[<prev] [next>] [<thread-prev] [thread-next>] [day] [month] [year] [list]
Message-ID: <5b35ae2b-a401-2489-4b3a-a03e8284d138@amd.com>
Date: Tue, 12 Sep 2023 08:35:12 +0530
From: K Prateek Nayak <kprateek.nayak@....com>
To: Chen Yu <yu.c.chen@...el.com>
Cc: Tim Chen <tim.c.chen@...el.com>, Aaron Lu <aaron.lu@...el.com>,
Dietmar Eggemann <dietmar.eggemann@....com>,
Steven Rostedt <rostedt@...dmis.org>,
Ben Segall <bsegall@...gle.com>, Mel Gorman <mgorman@...e.de>,
Daniel Bristot de Oliveira <bristot@...hat.com>,
Valentin Schneider <vschneid@...hat.com>,
"Gautham R . Shenoy" <gautham.shenoy@....com>,
linux-kernel@...r.kernel.org,
Peter Zijlstra <peterz@...radead.org>,
Mathieu Desnoyers <mathieu.desnoyers@...icios.com>,
Ingo Molnar <mingo@...hat.com>,
Vincent Guittot <vincent.guittot@...aro.org>,
Juri Lelli <juri.lelli@...hat.com>
Subject: Re: [RFC PATCH 2/2] sched/fair: skip the cache hot CPU in
select_idle_cpu()
Hello Chenyu,
On 9/11/2023 3:49 PM, Chen Yu wrote:
> Hi Prateek,
>
> thanks for your review,
>
> On 2023-09-11 at 13:59:10 +0530, K Prateek Nayak wrote:
>> Hello Chenyu,
>>
>> On 9/11/2023 8:20 AM, Chen Yu wrote:
>>> [..snip..]
>>> kernel/sched/fair.c | 30 +++++++++++++++++++++++++++---
>>> kernel/sched/features.h | 1 +
>>> kernel/sched/sched.h | 1 +
>>> 3 files changed, 29 insertions(+), 3 deletions(-)
>>>
>>> diff --git a/kernel/sched/fair.c b/kernel/sched/fair.c
>>> index e20f50726ab8..fe3b760c9654 100644
>>> --- a/kernel/sched/fair.c
>>> +++ b/kernel/sched/fair.c
>>> @@ -6629,6 +6629,21 @@ static void dequeue_task_fair(struct rq *rq, struct task_struct *p, int flags)
>>> hrtick_update(rq);
>>> now = sched_clock_cpu(cpu_of(rq));
>>> p->se.prev_sleep_time = task_sleep ? now : 0;
>>> +#ifdef CONFIG_SMP
>>> + /*
>>> + * If this rq will become idle, and dequeued task is
>>> + * a short sleeping one, check if we can reserve
>>> + * this idle CPU for that task for a short while.

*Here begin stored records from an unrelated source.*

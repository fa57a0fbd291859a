//! Client for the node's channel measurement endpoint.

use std::time::Duration;

use reqwest::Client;
use tracing::debug;

use airwatch_types::{ChannelDataPayload, API_VERSION};

use crate::ClientError;

/// Default bound on the number of records requested per fetch.
///
/// Keeps chart density reasonable on nodes that have been measuring for a
/// long time. Passed to the node as the `limit` query parameter, so the
/// bounding happens server-side, not in the transform.
pub const DEFAULT_CHART_LIMIT: u32 = 250;

/// Client for a survey node's measurement API.
#[derive(Debug, Clone)]
pub struct NodeClient {
    client: Client,
    endpoint: String,
}

impl NodeClient {
    /// Create a new builder for configuring the client.
    pub fn builder() -> NodeClientBuilder {
        NodeClientBuilder::default()
    }

    /// The configured node endpoint.
    pub fn endpoint(&self) -> &str {
        &self.endpoint
    }

    /// Fetch the latest measurement data for a channel.
    ///
    /// `limit` bounds the number of records the node returns; `None` leaves
    /// the result set unbounded.
    pub async fn latest_channel_data(
        &self,
        channel: u32,
        limit: Option<u32>,
    ) -> Result<ChannelDataPayload, ClientError> {
        let url = channel_url(&self.endpoint, channel, limit);

        let response = self.client.get(&url).send().await?;

        if response.status() == reqwest::StatusCode::NOT_FOUND {
            return Err(ClientError::Http(format!(
                "Channel {} not found on node",
                channel
            )));
        }

        if !response.status().is_success() {
            return Err(ClientError::Http(format!(
                "API returned status {}",
                response.status()
            )));
        }

        let body = response.text().await?;
        debug!(channel, bytes = body.len(), payload = %body, "raw channel payload");

        serde_json::from_str(&body).map_err(|e| ClientError::Parse(e.to_string()))
    }
}

/// Builder for [`NodeClient`].
#[derive(Debug, Default)]
pub struct NodeClientBuilder {
    endpoint: Option<String>,
    timeout: Option<Duration>,
}

impl NodeClientBuilder {
    /// Set the node endpoint (e.g., "http://node.local:8080").
    pub fn endpoint(mut self, endpoint: impl Into<String>) -> Self {
        self.endpoint = Some(endpoint.into());
        self
    }

    /// Set the request timeout (default: 10 seconds).
    pub fn timeout(mut self, timeout: Duration) -> Self {
        self.timeout = Some(timeout);
        self
    }

    /// Build the client.
    pub fn build(self) -> NodeClient {
        let timeout = self.timeout.unwrap_or(Duration::from_secs(10));

        let client = Client::builder()
            .timeout(timeout)
            .build()
            .expect("Failed to build HTTP client");

        NodeClient {
            client,
            endpoint: self
                .endpoint
                .unwrap_or_else(|| "http://localhost:8080".to_string()),
        }
    }
}

// Build the measurement URL for a channel, with optional result bounding
fn channel_url(endpoint: &str, channel: u32, limit: Option<u32>) -> String {
    let mut url = format!(
        "{}/api/{}/channel/{}/latest",
        endpoint.trim_end_matches('/'),
        API_VERSION,
        channel
    );
    if let Some(limit) = limit {
        url.push_str(&format!("?limit={}", limit));
    }
    url
}

#[cfg(test)]
mod tests {
    use super::*;

    #[test]
    fn test_builder_defaults() {
        let client = NodeClient::builder().build();
        assert_eq!(client.endpoint(), "http://localhost:8080");
    }

    #[test]
    fn test_builder_custom() {
        let client = NodeClient::builder()
            .endpoint("http://node.local:9000")
            .timeout(Duration::from_secs(2))
            .build();

        assert_eq!(client.endpoint(), "http://node.local:9000");
    }

    #[test]
    fn test_channel_url() {
        assert_eq!(
            channel_url("http://localhost:8080", 6, None),
            "http://localhost:8080/api/1.0/channel/6/latest"
        );
        assert_eq!(
            channel_url("http://localhost:8080/", 11, Some(250)),
            "http://localhost:8080/api/1.0/channel/11/latest?limit=250"
        );
    }

    #[test]
    fn test_parse_error_classification() {
        let err = serde_json::from_str::<ChannelDataPayload>("not json")
            .map_err(|e| ClientError::Parse(e.to_string()))
            .unwrap_err();
        assert!(matches!(err, ClientError::Parse(_)));
    }
}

>>> + * During this reservation period, other wakees will
>>> + * skip this 'idle' CPU in select_idle_cpu(), and this
>>> + * short sleeping task can pick its previous CPU in
>>> + * select_idle_sibling(), which brings better cache
>>> + * locality.
>>> + */
>>> + if (sched_feat(SIS_CACHE) && task_sleep && !rq->nr_running &&
>>> + p->se.sleep_avg && p->se.sleep_avg < sysctl_sched_migration_cost)

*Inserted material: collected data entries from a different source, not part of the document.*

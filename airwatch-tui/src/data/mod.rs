//! Data shaping for measurement payloads.
//!
//! This module converts raw records fetched from a node into chart-ready
//! series for the UI.
//!
//! ## Data Flow
//!
//! ```text
//! ChannelDataPayload (raw JSON from a source)
//!        │
//!        ├──▶ build_frame_count_series()   (three series, raw or per-second)
//!        │
//!        └──▶ build_station_count_series() (one series)
//!                      │
//!                      ▼
//!                  ChartSpec (labels + datasets, handed to the renderer)
//! ```

pub mod series;

pub use series::{
    build_frame_count_series, build_station_count_series, format_time_label, ChartKind, ChartSpec,
    Series, SeriesError, Units,
};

>>> + rq->cache_hot_timeout = now + p->se.sleep_avg;
>>> +#endif
>>> }
>>>
>>> #ifdef CONFIG_SMP
>>> @@ -6982,8 +6997,13 @@ static inline int find_idlest_cpu(struct sched_domain *sd, struct task_struct *p
>>> static inline int __select_idle_cpu(int cpu, struct task_struct *p)
>>> {
>>> if ((available_idle_cpu(cpu) || sched_idle_cpu(cpu)) &&
>>> - sched_cpu_cookie_match(cpu_rq(cpu), p))

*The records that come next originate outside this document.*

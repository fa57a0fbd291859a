//! Common UI components shared across views.
//!
//! This module contains the header bar, tab bar, status bar, and help overlay.

use ratatui::{
    layout::{Alignment, Rect},
    style::{Modifier, Style},
    text::{Line, Span},
    widgets::{Block, Borders, Clear, Paragraph, Tabs},
    Frame,
};

use crate::app::{App, View};

/// Render the header bar with channel and fetch state.
pub fn render_header(frame: &mut Frame, app: &App, area: Rect) {
    let mut spans = vec![
        Span::styled(" AIRWATCH ", app.theme.header),
        Span::raw(format!("| Channel {} ", app.channel)),
        Span::raw(format!("| Units: {} ", app.units.label())),
    ];

    if let Some(ref payload) = app.payload {
        spans.push(Span::raw(format!(
            "| {} measurements ",
            payload.data.len()
        )));
    } else {
        spans.push(Span::raw("| Loading... "));
    }

    if app.load_error.is_some() {
        spans.push(Span::styled(
            "| FETCH ERROR ",
            Style::default()
                .fg(app.theme.error)
                .add_modifier(Modifier::BOLD),
        ));
    }

    frame.render_widget(Paragraph::new(Line::from(spans)), area);
}

/// Render the tab bar.
pub fn render_tabs(frame: &mut Frame, app: &App, area: Rect) {
    let titles: Vec<Line> = vec![Line::from(" 1:Frames "), Line::from(" 2:Stations ")];

    let selected = match app.current_view {
        View::Frames => 0,
        View::Stations => 1,
    };

    let tabs = Tabs::new(titles)
        .select(selected)
        .style(app.theme.tab_inactive)
        .highlight_style(app.theme.tab_active)
        .divider("|");

    frame.render_widget(tabs, area);
}

/// Render the status bar at the bottom.
///
/// Shows: data source, time since last update, available controls.
/// Also displays temporary status messages and errors.
pub fn render_status_bar(frame: &mut Frame, app: &App, area: Rect) {
    // Check for temporary status message first
    if let Some(msg) = app.get_status_message() {
        let paragraph =
            Paragraph::new(format!(" {} ", msg)).style(Style::default().fg(app.theme.highlight));
        frame.render_widget(paragraph, area);
        return;
    }

    if let Some(ref err) = app.load_error {
        let paragraph =
            Paragraph::new(format!(" {} ", err)).style(Style::default().fg(app.theme.error));
        frame.render_widget(paragraph, area);
        return;
    }

    let age = match app.last_updated {
        Some(t) => format!("updated {}s ago", t.elapsed().as_secs()),
        None => "no data yet".to_string(),
    };

    let status = format!(
        " {} | {} | u:units r:refresh e:export ?:help q:quit ",
        app.source_description(),
        age
    );

    let paragraph = Paragraph::new(status).style(Style::default().fg(app.theme.axis));
    frame.render_widget(paragraph, area);
}

/// Render the help overlay listing all key bindings.
pub fn render_help(frame: &mut Frame, app: &App, area: Rect) {
    let lines = vec![
        Line::from(Span::styled(
            "Keys",
            Style::default().add_modifier(Modifier::BOLD),
        )),
        Line::from(""),
        Line::from("  Tab / h / l    switch view"),
        Line::from("  1 / 2          jump to Frames / Stations"),
        Line::from("  u              toggle raw / per-second units"),
        Line::from("  r              refresh now"),
        Line::from("  Enter          latest measurement detail"),
        Line::from("  e              export chart specs to JSON"),
        Line::from("  Esc            back / close overlay"),
        Line::from("  q              quit"),
        Line::from(""),
        Line::from("  Press any key to close"),
    ];

    let width = 46.min(area.width);
    let height = (lines.len() as u16 + 2).min(area.height);
    let popup = centered_rect(area, width, height);

    let block = Block::default()
        .title(" Help ")
        .borders(Borders::ALL)
        .border_type(app.theme.border_type)
        .border_style(Style::default().fg(app.theme.highlight));

    frame.render_widget(Clear, popup);
    frame.render_widget(
        Paragraph::new(lines).block(block).alignment(Alignment::Left),
        popup,
    );
}

/// Compute a centered rect of the given size inside `area`.
pub fn centered_rect(area: Rect, width: u16, height: u16) -> Rect {
    let x = area.x + (area.width.saturating_sub(width)) / 2;
    let y = area.y + (area.height.saturating_sub(height)) / 2;
    Rect::new(x, y, width.min(area.width), height.min(area.height))
}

>>> + sched_cpu_cookie_match(cpu_rq(cpu), p)) {
>>> + if (sched_feat(SIS_CACHE) &&
>>> + sched_clock_cpu(cpu) < cpu_rq(cpu)->cache_hot_timeout)
>>> + return -1;
>>
>> Just wondering,
>>
>> Similar to how select_idle_core() caches the "idle_cpu" if it ends up
>> finding one in its search for an idle core, would returning a "cache-hot
>> idle CPU" be better than returning previous CPU / current CPU if all
>> idle CPUs found during the search in select_idle_cpu() are marked
>> cache-hot?
>>
>
> This is a good point, we can optimize this further. Currently I only
> send a simple version to desmonstrate how we can leverage the task's
> sleep time.
>
>> Speaking of cache-hot idle CPU, is netperf actually more happy with
>> piling on current CPU?
>
> Yes. Per my previous test, netperf of TCP_RR/UDP_RR really likes to
> put the waker and wakee together.
>
>> I ask this because the logic seems to be
>> reserving the previous CPU for a task that dislikes migration but I
>> do not see anything in the wake_affine_idle() path that would make the
>> short sleeper proactively choose the previous CPU when the wakeup is
>> marked with the WF_SYNC flag. Let me know if I'm missing something?
>>
>
> If I understand correctly, WF_SYNC is to let the wakee to woken up
> on the waker's CPU, rather than the wakee's previous CPU, because
> the waker goes to sleep after wakeup. SIS_CACHE mainly cares about
> wakee's previous CPU. We can only restrict that other wakee does not
> occupy the previous CPU, but do not enhance the possibility that
> wake_affine_idle() chooses the previous CPU.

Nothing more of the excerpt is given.